Ficamos pobres. Fomos entregando, peça por peça, o patrimônio da humanidade, muitas vezes tivemos que empenhá-lo por um centésimo de seu valor, para receber em troca a moeda miúda do “atual”. Diante da porta está à crise econômica e atrás dela, uma sombra: a próxima guerra. A tenacidade é hoje um privilégio de um pequeno grupo de poderosos que, Deus sabe, não são mais humanos que a grande maioria; geralmente, são mais bárbaros, mas não no bom sentido. Os demais têm que se virar, partindo do zero e do pouco. Eles são solidários dos homens que optaram pelo radicalmente novo, com lucidez e capacidade de renúncia. Em suas construções, seus quadros, suas narrativas, a humanidade se prepara para sobreviver, se for preciso, à cultura. E o mais importante: ela o faz rindo. Talvez esse riso, aqui e ali, pareça coisa de bárbaro. Ótimo. Contanto que o indivíduo entregue um pouco de sua humanidade àquela multidão que um dia o recompensará, com juros e com os juros dos juros.
Walter Benjamin, “Erfahrung und Armut”, in: G.S., lI,pp. 213-19. Trad.
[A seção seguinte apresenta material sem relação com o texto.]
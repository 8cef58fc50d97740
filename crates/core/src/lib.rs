//! Core of the desktop pet: telemetry, mood, the pet entity, the speech
//! pipeline, the overlay state machine and the frame loop that ties them
//! together. Drawing lives in the CLI crate behind [`runtime::Frontend`].

pub mod assets;
pub mod config;
pub mod mood;
pub mod personality;
pub mod pet;
pub mod runtime;
pub mod speech;
pub mod telemetry;
pub mod ui;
Matiza Miranda. extraído de Benjamin, Walter DOCUMENTOS DE CULTURA, DOCUMENTOS DE BARBÁRIE. Seleção e tradução: Willy Bolle, SP: Cultrix/EDUSP, 1986. Mas também disponivel em BENJAMIN, Walter. Obras escolhidas. Trad. Sergio Paulo Rouanet. 10. reimpr. São Paulo: Brasiliense, 1996. v. 1: magia e técnica, arte e política. link para os livros completos em .pdf na rede https://goo.gl/LuNJeK
incrível o texto do benjamin, essa tradução, inclusive, é mais clara que a da brasiliense.